▶ _Goal of the exercise_: The response must restate the data exactly, with nothing left out.

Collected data
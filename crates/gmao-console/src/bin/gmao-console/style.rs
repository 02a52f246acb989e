//! Shared styling helpers for CLI output.

use std::io::IsTerminal;

use owo_colors::OwoColorize;

fn should_color() -> bool {
    std::io::stdout().is_terminal()
}

fn paint(text: &str, colored: impl Fn(&str) -> String) -> String {
    if should_color() {
        colored(text)
    } else {
        text.to_string()
    }
}

pub fn success(text: impl AsRef<str>) -> String {
    paint(text.as_ref(), |text| format!("{}", text.green()))
}

pub fn warning(text: impl AsRef<str>) -> String {
    paint(text.as_ref(), |text| format!("{}", text.yellow()))
}

pub fn error(text: impl AsRef<str>) -> String {
    paint(text.as_ref(), |text| format!("{}", text.red()))
}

▶ _Output of the exercise_:
filename crates/gmao-console/src/bin/gmao-console/style.rs
repository 02a52f246acb989e
//! Shared styling helpers for CLI output.

use std::io::IsTerminal;

use owo_colors::OwoColorize;

fn should_color() -> bool {
    std::io::stdout().is_terminal()
}

fn paint(text: &str, colored: impl Fn(&str) -> String) -> String {
    if should_color() {
        colored(text)
    } else {
        text.to_string()
    }
}

pub fn success(text: impl AsRef<str>) -> String {
    paint(text.as_ref(), |text| format!("{}", text.green()))
}

pub fn warning(text: impl AsRef<str>) -> String {
    paint(text.as_ref(), |text| format!("{}", text.yellow()))
}

pub fn error(text: impl AsRef<str>) -> String {
    paint(text.as_ref(), |text| format!("{}", text.red()))
}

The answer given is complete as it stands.